▸ Goal of the exercise
Counting only lines that contain "filename", state the total found in the material below. Add nothing else.

= Beginning of Section =

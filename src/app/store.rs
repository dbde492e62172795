use serde::Serialize;
use std::any::Any;
use std::collections::HashMap;
use std::sync::{Arc, Mutex, MutexGuard, Weak};
use tokio::sync::mpsc;
use tracing::debug;
use uuid::Uuid;

use crate::app::notify::Fanout;
use crate::domain::field::{Comments, Field, FieldKind, Likes};
use crate::domain::post::{FeedQuery, FeedSnapshot, Post};

/// Every write to the store, in the order it happened.
#[derive(Debug, Clone, PartialEq, Serialize)]
#[serde(tag = "type", rename_all = "snake_case")]
pub enum StoreEvent {
    FeedReplaced { query: FeedQuery, posts: Vec<Post> },
    PostChanged { post: Post },
    PostRemoved { post_id: Uuid },
    ViewOpened { post: Post },
    ViewClosed { post_id: Uuid },
}

#[derive(Debug, Clone, PartialEq)]
pub enum FieldState<T> {
    Settled(T),
    /// `prior` is the snapshot the oldest in-flight mutation will roll back to.
    Pending { prior: T, next: T },
}

/// In-memory view model shared by the feed sync jobs, the mutator and the
/// session gateway. Cloning yields another handle to the same state.
#[derive(Clone, Default)]
pub struct LocalStateStore {
    inner: Arc<Mutex<StoreInner>>,
}

/// Non-owning handle used by remote calls that outlive the session. Writes
/// through it become no-ops once the store is closed or dropped.
#[derive(Clone)]
pub(crate) struct StoreHandle {
    inner: Weak<Mutex<StoreInner>>,
}

#[derive(Debug)]
pub(crate) struct Ticket {
    id: u64,
    post_id: Uuid,
    field: FieldKind,
    pub(crate) overlapped: bool,
}

struct InFlight {
    ticket: u64,
    prior: Box<dyn Any + Send>,
}

#[derive(Default)]
struct StoreInner {
    lists: HashMap<FeedQuery, Vec<Post>>,
    selected: Option<Post>,
    in_flight: HashMap<(Uuid, FieldKind), Vec<InFlight>>,
    next_ticket: u64,
    closed: bool,
    events: Fanout<StoreEvent>,
}

fn lock(inner: &Mutex<StoreInner>) -> MutexGuard<'_, StoreInner> {
    inner.lock().unwrap_or_else(|poisoned| poisoned.into_inner())
}

impl LocalStateStore {
    pub fn new() -> Self {
        Self::default()
    }

    fn lock(&self) -> MutexGuard<'_, StoreInner> {
        lock(&self.inner)
    }

    pub(crate) fn downgrade(&self) -> StoreHandle {
        StoreHandle {
            inner: Arc::downgrade(&self.inner),
        }
    }

    /// Subscribing to a closed store yields a receiver that is already done.
    pub fn subscribe(&self) -> mpsc::UnboundedReceiver<StoreEvent> {
        let mut inner = self.lock();
        if inner.closed {
            let (_tx, rx) = mpsc::unbounded_channel();
            return rx;
        }
        inner.events.subscribe()
    }

    pub fn posts(&self, query: &FeedQuery) -> Vec<Post> {
        self.lock().lists.get(query).cloned().unwrap_or_default()
    }

    pub fn selected(&self) -> Option<Post> {
        self.lock().selected.clone()
    }

    /// Current local copy of a post, preferring the open view.
    pub fn post(&self, post_id: Uuid) -> Option<Post> {
        self.lock().locate(post_id).cloned()
    }

    pub fn read_field<F: Field>(&self, post_id: Uuid) -> Option<F::Value> {
        self.lock().locate(post_id).map(|post| F::get(post).clone())
    }

    pub fn field_state<F: Field>(&self, post_id: Uuid) -> Option<FieldState<F::Value>> {
        let inner = self.lock();
        let current = F::get(inner.locate(post_id)?).clone();
        match inner
            .in_flight
            .get(&(post_id, F::KIND))
            .and_then(|entries| entries.first())
        {
            Some(entry) => {
                let prior = entry.prior.downcast_ref::<F::Value>()?.clone();
                Some(FieldState::Pending {
                    prior,
                    next: current,
                })
            }
            None => Some(FieldState::Settled(current)),
        }
    }

    /// Number of mutations of this field still waiting on the remote.
    pub fn in_flight(&self, post_id: Uuid, field: FieldKind) -> usize {
        self.lock()
            .in_flight
            .get(&(post_id, field))
            .map_or(0, Vec::len)
    }

    pub fn is_closed(&self) -> bool {
        self.lock().closed
    }

    /// Opens the detail view for a post that is already in one of the lists.
    pub fn open_view(&self, post_id: Uuid) -> Option<Post> {
        let mut inner = self.lock();
        if inner.closed {
            return None;
        }
        let post = inner
            .lists
            .values()
            .flat_map(|posts| posts.iter())
            .find(|post| post.id == post_id)
            .cloned()?;
        inner.selected = Some(post.clone());
        inner.events.publish(StoreEvent::ViewOpened { post: post.clone() });
        Some(post)
    }

    pub fn close_view(&self) -> Option<Uuid> {
        let mut inner = self.lock();
        let post_id = inner.selected.take()?.id;
        inner.events.publish(StoreEvent::ViewClosed { post_id });
        Some(post_id)
    }

    /// Drops a post from every list and tears down its view if open.
    pub fn remove_post(&self, post_id: Uuid) {
        let mut inner = self.lock();
        if inner.closed {
            return;
        }
        for posts in inner.lists.values_mut() {
            posts.retain(|post| post.id != post_id);
        }
        if inner.selected.as_ref().map(|post| post.id) == Some(post_id) {
            inner.selected = None;
            inner.events.publish(StoreEvent::ViewClosed { post_id });
        }
        inner.events.publish(StoreEvent::PostRemoved { post_id });
    }

    /// Ends the session. Later writes, including rollbacks of mutations
    /// still in flight, are ignored.
    pub fn close(&self) {
        let mut inner = self.lock();
        inner.closed = true;
        inner.selected = None;
        inner.lists.clear();
        inner.events.clear();
    }

    /// Replaces the list for the snapshot's query. Fields with a mutation in
    /// flight keep their local value; everything else takes the snapshot.
    pub fn apply_snapshot(&self, snapshot: FeedSnapshot) {
        let mut inner = self.lock();
        if inner.closed {
            return;
        }

        let FeedSnapshot { query, mut posts } = snapshot;
        for post in posts.iter_mut() {
            inner.preserve_in_flight(post);
        }

        if let Some(selected_id) = inner.selected.as_ref().map(|post| post.id) {
            match posts.iter().find(|post| post.id == selected_id) {
                Some(fresh) => {
                    if inner.selected.as_ref() != Some(fresh) {
                        inner.selected = Some(fresh.clone());
                        inner
                            .events
                            .publish(StoreEvent::PostChanged { post: fresh.clone() });
                    }
                }
                None if query == FeedQuery::Discover => {
                    debug!(post_id = %selected_id, "selected post no longer exists");
                    inner.selected = None;
                    inner.events.publish(StoreEvent::ViewClosed {
                        post_id: selected_id,
                    });
                }
                None => {}
            }
        }

        inner.lists.insert(query, posts.clone());
        inner.events.publish(StoreEvent::FeedReplaced { query, posts });
    }

    /// Captures the current value, computes and publishes the next one, and
    /// registers the mutation as in flight, all under one lock.
    pub(crate) fn begin<F, C>(&self, post_id: Uuid, compute: C) -> Option<(F::Value, F::Value, Ticket)>
    where
        F: Field,
        C: FnOnce(&F::Value) -> F::Value,
    {
        let mut inner = self.lock();
        if inner.closed {
            return None;
        }

        let prior = F::get(inner.locate(post_id)?).clone();
        let next = compute(&prior);

        inner.next_ticket += 1;
        let id = inner.next_ticket;
        let entries = inner.in_flight.entry((post_id, F::KIND)).or_default();
        let overlapped = !entries.is_empty();
        entries.push(InFlight {
            ticket: id,
            prior: Box::new(prior.clone()),
        });

        if let Some(post) = inner.write::<F>(post_id, next.clone()) {
            inner.events.publish(StoreEvent::PostChanged { post });
        }

        Some((
            prior,
            next,
            Ticket {
                id,
                post_id,
                field: F::KIND,
                overlapped,
            },
        ))
    }
}

impl StoreHandle {
    pub(crate) fn settle(&self, ticket: &Ticket) {
        if let Some(inner) = self.inner.upgrade() {
            lock(&inner).finish(ticket);
        }
    }

    /// Publishes `prior` back. Returns false when there was nothing left to
    /// write to.
    pub(crate) fn rollback<F: Field>(&self, ticket: &Ticket, prior: F::Value) -> bool {
        let Some(inner) = self.inner.upgrade() else {
            return false;
        };
        let mut inner = lock(&inner);
        inner.finish(ticket);
        if inner.closed {
            return false;
        }
        match inner.write::<F>(ticket.post_id, prior) {
            Some(post) => {
                inner.events.publish(StoreEvent::PostChanged { post });
                true
            }
            None => false,
        }
    }
}

impl StoreInner {
    fn locate(&self, post_id: Uuid) -> Option<&Post> {
        if let Some(selected) = self.selected.as_ref().filter(|post| post.id == post_id) {
            return Some(selected);
        }
        self.lists
            .values()
            .flat_map(|posts| posts.iter())
            .find(|post| post.id == post_id)
    }

    fn write<F: Field>(&mut self, post_id: Uuid, value: F::Value) -> Option<Post> {
        let mut written = None;
        for posts in self.lists.values_mut() {
            if let Some(post) = posts.iter_mut().find(|post| post.id == post_id) {
                F::set(post, value.clone());
                written = Some(post.clone());
            }
        }
        if let Some(selected) = self.selected.as_mut().filter(|post| post.id == post_id) {
            F::set(selected, value);
            written = Some(selected.clone());
        }
        written
    }

    fn finish(&mut self, ticket: &Ticket) {
        let key = (ticket.post_id, ticket.field);
        if let Some(entries) = self.in_flight.get_mut(&key) {
            entries.retain(|entry| entry.ticket != ticket.id);
            if entries.is_empty() {
                self.in_flight.remove(&key);
            }
        }
    }

    fn has_in_flight(&self, post_id: Uuid, field: FieldKind) -> bool {
        self.in_flight.contains_key(&(post_id, field))
    }

    fn preserve_in_flight(&self, incoming: &mut Post) {
        let Some(local) = self.locate(incoming.id) else {
            return;
        };
        if self.has_in_flight(incoming.id, Likes::KIND) {
            Likes::set(incoming, Likes::get(local).clone());
        }
        if self.has_in_flight(incoming.id, Comments::KIND) {
            Comments::set(incoming, Comments::get(local).clone());
        }
    }
}
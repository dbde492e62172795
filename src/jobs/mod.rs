pub mod feed_sync;
use anyhow::Result;
use std::time::Duration;
use tracing::{debug, info};

use crate::app::feed::FeedService;
use crate::app::store::{LocalStateStore, StoreEvent};
use crate::domain::post::FeedQuery;

/// Keeps the list for `query` in the store in line with the remote until the
/// store is closed.
pub async fn run(
    feed: FeedService,
    store: LocalStateStore,
    query: FeedQuery,
    backoff: Duration,
) -> Result<()> {
    info!(query = ?query, "feed sync started");
    let mut snapshots = feed.subscribe(query, backoff);

    while let Some(snapshot) = snapshots.recv().await {
        if store.is_closed() {
            break;
        }
        let count = snapshot.posts.len();
        store.apply_snapshot(snapshot);
        debug!(query = ?query, posts = count, "snapshot applied");
    }

    info!(query = ?query, "feed sync stopped");
    Ok(())
}

/// Logs every store change. Used by the headless `watch` mode.
pub async fn log_events(store: LocalStateStore) -> Result<()> {
    let mut events = store.subscribe();
    while let Some(event) = events.recv().await {
        match event {
            StoreEvent::FeedReplaced { query, posts } => {
                info!(query = ?query, posts = posts.len(), "feed replaced");
            }
            StoreEvent::PostChanged { post } => {
                info!(
                    post_id = %post.id,
                    likes = post.likes.len(),
                    comments = post.comments.len(),
                    "post changed"
                );
            }
            StoreEvent::PostRemoved { post_id } => info!(post_id = %post_id, "post removed"),
            StoreEvent::ViewOpened { post } => info!(post_id = %post.id, "view opened"),
            StoreEvent::ViewClosed { post_id } => info!(post_id = %post_id, "view closed"),
        }
    }
    Ok(())
}
use axum::extract::FromRequestParts;
use axum::http::request::Parts;

use crate::domain::user::Viewer;
use crate::http::AppError;
use crate::AppState;

/// The signed-in user of this session. Rejects with 401 when nobody is.
#[derive(Debug, Clone)]
pub struct SessionViewer(pub Viewer);

#[axum::async_trait]
impl FromRequestParts<AppState> for SessionViewer {
    type Rejection = AppError;

    async fn from_request_parts(
        _parts: &mut Parts,
        state: &AppState,
    ) -> Result<Self, Self::Rejection> {
        state
            .viewer
            .clone()
            .map(SessionViewer)
            .ok_or_else(|| AppError::unauthorized("not signed in"))
    }
}
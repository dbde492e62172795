use serde::{Deserialize, Serialize};
use serde_json::Value;
use thiserror::Error;
use time::OffsetDateTime;
use uuid::Uuid;

use crate::domain::user::Viewer;

pub const MAX_COMMENT_LEN: usize = 1000;

/// Users who liked a post. Keeps insertion order, never holds an id twice.
#[derive(Debug, Clone, Default, PartialEq, Eq, Serialize, Deserialize)]
#[serde(from = "Vec<Uuid>", into = "Vec<Uuid>")]
pub struct LikeSet(Vec<Uuid>);

impl LikeSet {
    pub fn new() -> Self {
        Self(Vec::new())
    }

    pub fn contains(&self, user_id: Uuid) -> bool {
        self.0.contains(&user_id)
    }

    /// Returns false when the user was already present.
    pub fn insert(&mut self, user_id: Uuid) -> bool {
        if self.contains(user_id) {
            return false;
        }
        self.0.push(user_id);
        true
    }

    pub fn remove(&mut self, user_id: Uuid) -> bool {
        let before = self.0.len();
        self.0.retain(|id| *id != user_id);
        self.0.len() != before
    }

    pub fn with(&self, user_id: Uuid) -> Self {
        let mut next = self.clone();
        next.insert(user_id);
        next
    }

    pub fn without(&self, user_id: Uuid) -> Self {
        let mut next = self.clone();
        next.remove(user_id);
        next
    }

    pub fn len(&self) -> usize {
        self.0.len()
    }

    pub fn is_empty(&self) -> bool {
        self.0.is_empty()
    }
}

impl From<Vec<Uuid>> for LikeSet {
    fn from(ids: Vec<Uuid>) -> Self {
        ids.into_iter().collect()
    }
}

impl From<LikeSet> for Vec<Uuid> {
    fn from(set: LikeSet) -> Self {
        set.0
    }
}

impl FromIterator<Uuid> for LikeSet {
    fn from_iter<I: IntoIterator<Item = Uuid>>(iter: I) -> Self {
        let mut set = LikeSet::new();
        for id in iter {
            set.insert(id);
        }
        set
    }
}

#[derive(Debug, Clone, PartialEq, Eq, Serialize, Deserialize)]
pub struct Comment {
    pub id: Uuid,
    pub user_id: Uuid,
    pub user_email: String,
    pub text: String,
    #[serde(with = "time::serde::rfc3339")]
    pub created_at: OffsetDateTime,
    /// The element exactly as stored, kept for comments written without an
    /// id. The remote matches those by whole value.
    #[serde(skip)]
    pub stored: Option<Value>,
}

#[derive(Debug, Error, PartialEq, Eq)]
pub enum CommentError {
    #[error("comment cannot be empty")]
    Empty,
    #[error("comment exceeds 1000 characters")]
    TooLong,
}

impl Comment {
    /// Builds a new comment authored by `viewer`, stamped with the current time.
    pub fn compose(viewer: &Viewer, text: &str) -> Result<Self, CommentError> {
        let text = text.trim();
        if text.is_empty() {
            return Err(CommentError::Empty);
        }
        if text.chars().count() > MAX_COMMENT_LEN {
            return Err(CommentError::TooLong);
        }

        Ok(Self {
            id: Uuid::new_v4(),
            user_id: viewer.id,
            user_email: viewer.email.clone(),
            text: text.to_string(),
            created_at: OffsetDateTime::now_utc(),
            stored: None,
        })
    }

    /// The comment author and the owner of the post may delete a comment.
    pub fn deletable_by(&self, viewer_id: Uuid, post_owner_id: Uuid) -> bool {
        self.user_id == viewer_id || post_owner_id == viewer_id
    }
}
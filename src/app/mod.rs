pub mod engagement;
pub mod feed;
pub mod notify;
pub mod optimistic;
pub mod posts;
pub mod store;
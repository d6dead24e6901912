//! Snapshot serialization and durable storage.
//!
//! [`codec`] is the pure text transformation; [`gateway`] owns the actual
//! reads and writes against the snapshot file.

pub mod codec;
pub mod gateway;

#[cfg(test)]
mod codec_test;
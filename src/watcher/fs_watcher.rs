use std::path::Path;
use std::time::UNIX_EPOCH;

use notify::RecursiveMode;
use notify::Watcher;
use tokio::sync::mpsc;
use tracing::debug;
use tracing::trace;

use super::WatchEvent;
use super::WatchEventReceiver;
use crate::Revision;
use crate::WatchError;

/// Default filesystem watcher adapter.
///
/// Registers an OS-level watch on the target, replays every file already
/// present as an `Add`, then emits `Ready` and streams live events.
/// Dropping the adapter deregisters the OS watch and ends the stream;
/// the handle must be kept alive for as long as events are wanted.
pub struct FsWatcher {
    _watcher: notify::RecommendedWatcher,
}

impl FsWatcher {
    /// Attaches to `target` (a file or a directory) and returns the
    /// adapter together with its event stream.
    ///
    /// The OS watch is registered before the initial scan, so changes
    /// racing the scan are delivered rather than lost; the resulting
    /// duplicate `Add`s are absorbed by the router's warm-start rule.
    pub fn attach(
        target: &Path,
        recursive: bool,
    ) -> std::result::Result<(Self, WatchEventReceiver), WatchError> {
        let (tx, rx) = mpsc::unbounded_channel();

        let bridge = tx.clone();
        let mut watcher =
            notify::recommended_watcher(move |outcome: notify::Result<notify::Event>| {
                match outcome {
                    Ok(event) => forward(&bridge, event),
                    Err(e) => {
                        let _ = bridge.send(WatchEvent::Error(e.to_string()));
                    }
                }
            })?;

        let mode = if recursive {
            RecursiveMode::Recursive
        } else {
            RecursiveMode::NonRecursive
        };
        watcher.watch(target, mode)?;
        debug!("watching {target:?} ({mode:?})");

        replay_existing(target, recursive, &tx)
            .map_err(|e| WatchError::Attach(format!("initial scan of {target:?} failed: {e}")))?;
        let _ = tx.send(WatchEvent::Ready);

        Ok((Self { _watcher: watcher }, rx))
    }
}

fn forward(
    tx: &mpsc::UnboundedSender<WatchEvent>,
    event: notify::Event,
) {
    use notify::EventKind;

    trace!("raw watcher event: {event:?}");
    for path in &event.paths {
        let observed = match &event.kind {
            EventKind::Create(_) if path.is_file() => WatchEvent::Add {
                path: path_key(path),
                revision: mtime_revision(path),
            },
            // Rename halves arrive as Modify(Name); a path that no longer
            // exists is a departure, not a change.
            EventKind::Modify(_) if path.is_file() => WatchEvent::Change {
                path: path_key(path),
                revision: mtime_revision(path),
            },
            EventKind::Modify(_) if !path.exists() => WatchEvent::Delete {
                path: path_key(path),
            },
            EventKind::Remove(_) => WatchEvent::Delete {
                path: path_key(path),
            },
            _ => continue,
        };
        if tx.send(observed).is_err() {
            return;
        }
    }
}

/// Emits an `Add` for every file already under `target`, mirroring the
/// replay a warm-started watcher performs against a loaded snapshot.
fn replay_existing(
    target: &Path,
    recursive: bool,
    tx: &mpsc::UnboundedSender<WatchEvent>,
) -> std::io::Result<()> {
    if target.is_file() {
        let _ = tx.send(WatchEvent::Add {
            path: path_key(target),
            revision: mtime_revision(target),
        });
        return Ok(());
    }

    for entry in std::fs::read_dir(target)? {
        let entry = entry?;
        let file_type = entry.file_type()?;
        if file_type.is_dir() {
            if recursive {
                replay_existing(&entry.path(), recursive, tx)?;
            }
        } else if file_type.is_file() {
            let path = entry.path();
            let _ = tx.send(WatchEvent::Add {
                path: path_key(&path),
                revision: mtime_revision(&path),
            });
        }
    }
    Ok(())
}

/// Store key for an observed path. Case-sensitive, no normalization.
fn path_key(path: &Path) -> String {
    path.to_string_lossy().into_owned()
}

/// Last-modified instant in milliseconds since the epoch, or `Unknown`
/// when the metadata cannot be read.
fn mtime_revision(path: &Path) -> Revision {
    std::fs::metadata(path)
        .and_then(|meta| meta.modified())
        .ok()
        .and_then(|mtime| mtime.duration_since(UNIX_EPOCH).ok())
        .map(|elapsed| Revision::At(elapsed.as_millis() as u64))
        .unwrap_or(Revision::Unknown)
}
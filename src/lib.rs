//! Revision-tracked file reconciliation store.
//!
//! Tracks the observed state of files on disk — path, revision, opaque
//! payload — reconciles live watcher events against a persisted snapshot,
//! and notifies consumers exactly when a file is new, changed or removed.

mod config;
pub mod constants;
mod errors;
mod events;
mod router;
mod snapshot;
mod store;
mod vigil;
mod watcher;

pub use self::config::*;
pub use self::errors::*;
pub use self::events::*;
pub use self::snapshot::*;
pub use self::store::*;
pub use self::vigil::*;
pub use self::watcher::*;

//-----------------------------------------------------------
// Test utils

#[cfg(test)]
pub mod test_utils;
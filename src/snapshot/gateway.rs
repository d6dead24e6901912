//! Durable storage for snapshots.
//!
//! Reads and writes the snapshot file. Writes go to a sibling temp file
//! first and are renamed into place, so the destination always holds a
//! complete snapshot. An absent file on load is not an error, just
//! "nothing to load".

use std::io::ErrorKind;
use std::path::Path;
use std::path::PathBuf;

use tracing::debug;

use super::codec;
use crate::Result;
use crate::Snapshot;
use crate::SnapshotError;

/// Loads and decodes the snapshot at `path`, or `None` when no file
/// exists. A file that exists but fails to parse is a
/// [`SnapshotError::Malformed`].
pub async fn load_if_present(path: &Path) -> Result<Option<Snapshot>> {
    match tokio::fs::read_to_string(path).await {
        Ok(text) => {
            debug!("loading snapshot from {path:?}");
            let snapshot = codec::decode(&text).map_err(|source| SnapshotError::Malformed {
                path: path.to_owned(),
                source,
            })?;
            Ok(Some(snapshot))
        }
        Err(e) if e.kind() == ErrorKind::NotFound => Ok(None),
        Err(source) => Err(SnapshotError::Io {
            path: path.to_owned(),
            source,
        }
        .into()),
    }
}

/// Asynchronously writes the snapshot to `path`, creating parent
/// directories as needed.
pub async fn save(
    path: &Path,
    snapshot: &Snapshot,
    prettify: bool,
) -> Result<()> {
    let text = encode(path, snapshot, prettify)?;

    if let Some(parent) = path.parent() {
        if !parent.as_os_str().is_empty() {
            tokio::fs::create_dir_all(parent)
                .await
                .map_err(|source| io_error(path, source))?;
        }
    }

    let staging = staging_path(path);
    tokio::fs::write(&staging, text)
        .await
        .map_err(|source| io_error(&staging, source))?;
    tokio::fs::rename(&staging, path)
        .await
        .map_err(|source| io_error(path, source))?;

    debug!("saved snapshot to {path:?}");
    Ok(())
}

/// Blocking variant of [`save`].
pub fn save_sync(
    path: &Path,
    snapshot: &Snapshot,
    prettify: bool,
) -> Result<()> {
    let text = encode(path, snapshot, prettify)?;

    if let Some(parent) = path.parent() {
        if !parent.as_os_str().is_empty() {
            std::fs::create_dir_all(parent).map_err(|source| io_error(path, source))?;
        }
    }

    let staging = staging_path(path);
    std::fs::write(&staging, text).map_err(|source| io_error(&staging, source))?;
    std::fs::rename(&staging, path).map_err(|source| io_error(path, source))?;

    debug!("saved snapshot to {path:?}");
    Ok(())
}

fn encode(
    path: &Path,
    snapshot: &Snapshot,
    prettify: bool,
) -> Result<String> {
    codec::encode(snapshot, prettify)
        .map_err(|source| {
            SnapshotError::Malformed {
                path: path.to_owned(),
                source,
            }
            .into()
        })
}

fn staging_path(path: &Path) -> PathBuf {
    let mut name = path.file_name().unwrap_or_default().to_os_string();
    name.push(".tmp");
    path.with_file_name(name)
}

fn io_error(
    path: &Path,
    source: std::io::Error,
) -> crate::Error {
    SnapshotError::Io {
        path: path.to_owned(),
        source,
    }
    .into()
}
//! Smoke test of the default filesystem adapter against a real
//! directory tree.

use std::path::Path;
use std::time::Duration;

use tempfile::TempDir;
use tokio::sync::mpsc;
use tokio::time::timeout;
use vigil::Notification;
use vigil::Settings;
use vigil::Vigil;

/// Scans the notification stream until `matches` accepts one, tolerating
/// interleaved diagnostics and duplicate reconciliations.
async fn wait_for(
    rx: &mut mpsc::UnboundedReceiver<Notification>,
    what: &str,
    mut matches: impl FnMut(&Notification) -> bool,
) -> Notification {
    timeout(Duration::from_secs(10), async {
        loop {
            let notification = rx.recv().await.expect("notification stream closed");
            if matches(&notification) {
                return notification;
            }
        }
    })
    .await
    .unwrap_or_else(|_| panic!("timed out waiting for {what}"))
}

fn key_of(dir: &Path, name: &str) -> String {
    dir.join(name).to_string_lossy().into_owned()
}

#[tokio::test]
async fn watch_real_directory_lifecycle() {
    let watched = TempDir::new().unwrap();
    let state = TempDir::new().unwrap();
    std::fs::write(watched.path().join("a.txt"), "one").unwrap();

    let vigil = Vigil::new(Settings {
        destination: state.path().join("watched.json"),
        save_every_ms: 0,
        ..Settings::default()
    });
    let mut notifications = vigil.subscribe();
    vigil.start(watched.path()).await.unwrap();

    let a_key = key_of(watched.path(), "a.txt");
    let b_key = key_of(watched.path(), "b.txt");

    // Pre-existing file replayed before ready.
    wait_for(&mut notifications, "create of a.txt", |n| {
        matches!(n, Notification::Create { path, .. } if *path == a_key)
    })
    .await;
    wait_for(&mut notifications, "ready", |n| matches!(n, Notification::Ready)).await;
    assert!(vigil.get(&a_key).is_some());

    // A new file arrives.
    std::fs::write(watched.path().join("b.txt"), "two").unwrap();
    wait_for(&mut notifications, "create of b.txt", |n| {
        matches!(n, Notification::Create { path, .. } if *path == b_key)
    })
    .await;

    // Content changes bump the mtime past the stored revision.
    tokio::time::sleep(Duration::from_millis(100)).await;
    std::fs::write(watched.path().join("a.txt"), "one, revised").unwrap();
    let expired = wait_for(&mut notifications, "expired for a.txt", |n| {
        matches!(n, Notification::Expired { path, .. } if *path == a_key)
    })
    .await;
    if let Notification::Expired { ack, .. } = expired {
        ack.commit().unwrap();
    }

    // Deletion surfaces the removed record's data.
    std::fs::remove_file(watched.path().join("b.txt")).unwrap();
    wait_for(&mut notifications, "remove of b.txt", |n| {
        matches!(n, Notification::Remove { path, .. } if *path == b_key)
    })
    .await;
    assert!(vigil.get(&b_key).is_none());

    vigil.shutdown().await.unwrap();
    let saved = std::fs::read_to_string(&vigil.settings().destination).unwrap();
    assert!(saved.contains("a.txt"));
    assert!(!saved.contains("b.txt"));
}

= End of Section =

▸ Output below
6